Exercise brief — What you return should be the lines from the first line of the records below through the line holding "spec.validate()?;", unchanged.

Source data —
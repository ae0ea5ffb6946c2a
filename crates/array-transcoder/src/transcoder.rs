//! The transcode pipeline end to end.

use std::collections::BTreeMap;
use std::path::PathBuf;
use std::sync::Arc;

use chrono::{DateTime, Utc};
use serde::Serialize;
use tracing::{info, instrument};

use crate::cf::decode_time;
use crate::config::TranscodeSpec;
use crate::error::Result;
use crate::lock::DestinationLock;
use crate::source::{ArrayProvider, OpenRequest};
use crate::writer::{ChunkCodec, StoreWriter, StoredArray, ZarrV2Store};

/// Summary of a successful run.
#[derive(Debug, Clone, Serialize)]
pub struct TranscodeReport {
    pub dataset_id: String,
    pub destination: PathBuf,
    /// Selected time as stored in the source.
    pub time_value: f64,
    pub time_units: Option<String>,
    /// Selected time decoded from its CF units, when they are understood.
    pub time: Option<DateTime<Utc>>,
    /// Output length of each coordinate axis.
    pub sizes: BTreeMap<String, u64>,
    pub total_bytes: u64,
    pub arrays: BTreeMap<String, StoredArray>,
}

/// Runs transcodes against one array provider.
pub struct Transcoder {
    provider: Arc<dyn ArrayProvider>,
}

impl Transcoder {
    pub fn new(provider: Arc<dyn ArrayProvider>) -> Self {
        Self { provider }
    }

    /// Produce a verified local store for `spec`.
    ///
    /// The spec is validated before the provider is contacted. The
    /// destination is locked from the wipe until verification finishes.
    #[instrument(skip(self, spec), fields(dataset_id = %spec.dataset_id, destination = %spec.destination.display()))]
    pub async fn run(&self, spec: &TranscodeSpec) -> Result<TranscodeReport> {
        spec.validate()?;

        let request = OpenRequest::from(spec);
        let opened = self.provider.open_dataset(&request).await?;
        let downcast = opened
            .select_latest_time()?
            .coarsen(spec.coarsening_factor)?
            .downcast(spec.precision);
        let sizes = downcast.dataset().sizes();

        let _lock = DestinationLock::acquire(&spec.destination)?;
        let store = ZarrV2Store::new(&spec.destination);
        store.reset()?;

        let codec = ChunkCodec::new(spec.compression, spec.compression_level);
        let written = downcast.rechunk(&spec.chunk_sizes)?.encode(codec).write(&store)?;
        let local = written.verify(&store, &spec.expected_arrays(), spec.max_store_bytes)?;

        let time = written.time();
        let report = TranscodeReport {
            dataset_id: spec.dataset_id.clone(),
            destination: local.path,
            time_value: time.value,
            time_units: time.units.clone(),
            time: time
                .units
                .as_deref()
                .and_then(|units| decode_time(time.value, units)),
            sizes,
            total_bytes: local.total_bytes,
            arrays: local.arrays,
        };

        info!(
            time = ?report.time,
            sizes = ?report.sizes,
            total_bytes = report.total_bytes,
            compression = %spec.compression,
            "Transcode complete"
        );
        Ok(report)
    }
}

Finished task —
repository ae0ea5ffb6946c2a
filename crates/array-transcoder/src/transcoder.rs
//! The transcode pipeline end to end.

use std::collections::BTreeMap;
use std::path::PathBuf;
use std::sync::Arc;

use chrono::{DateTime, Utc};
use serde::Serialize;
use tracing::{info, instrument};

use crate::cf::decode_time;
use crate::config::TranscodeSpec;
use crate::error::Result;
use crate::lock::DestinationLock;
use crate::source::{ArrayProvider, OpenRequest};
use crate::writer::{ChunkCodec, StoreWriter, StoredArray, ZarrV2Store};

/// Summary of a successful run.
#[derive(Debug, Clone, Serialize)]
pub struct TranscodeReport {
    pub dataset_id: String,
    pub destination: PathBuf,
    /// Selected time as stored in the source.
    pub time_value: f64,
    pub time_units: Option<String>,
    /// Selected time decoded from its CF units, when they are understood.
    pub time: Option<DateTime<Utc>>,
    /// Output length of each coordinate axis.
    pub sizes: BTreeMap<String, u64>,
    pub total_bytes: u64,
    pub arrays: BTreeMap<String, StoredArray>,
}

/// Runs transcodes against one array provider.
pub struct Transcoder {
    provider: Arc<dyn ArrayProvider>,
}

impl Transcoder {
    pub fn new(provider: Arc<dyn ArrayProvider>) -> Self {
        Self { provider }
    }

    /// Produce a verified local store for `spec`.
    ///
    /// The spec is validated before the provider is contacted. The
    /// destination is locked from the wipe until verification finishes.
    #[instrument(skip(self, spec), fields(dataset_id = %spec.dataset_id, destination = %spec.destination.display()))]
    pub async fn run(&self, spec: &TranscodeSpec) -> Result<TranscodeReport> {
        spec.validate()?;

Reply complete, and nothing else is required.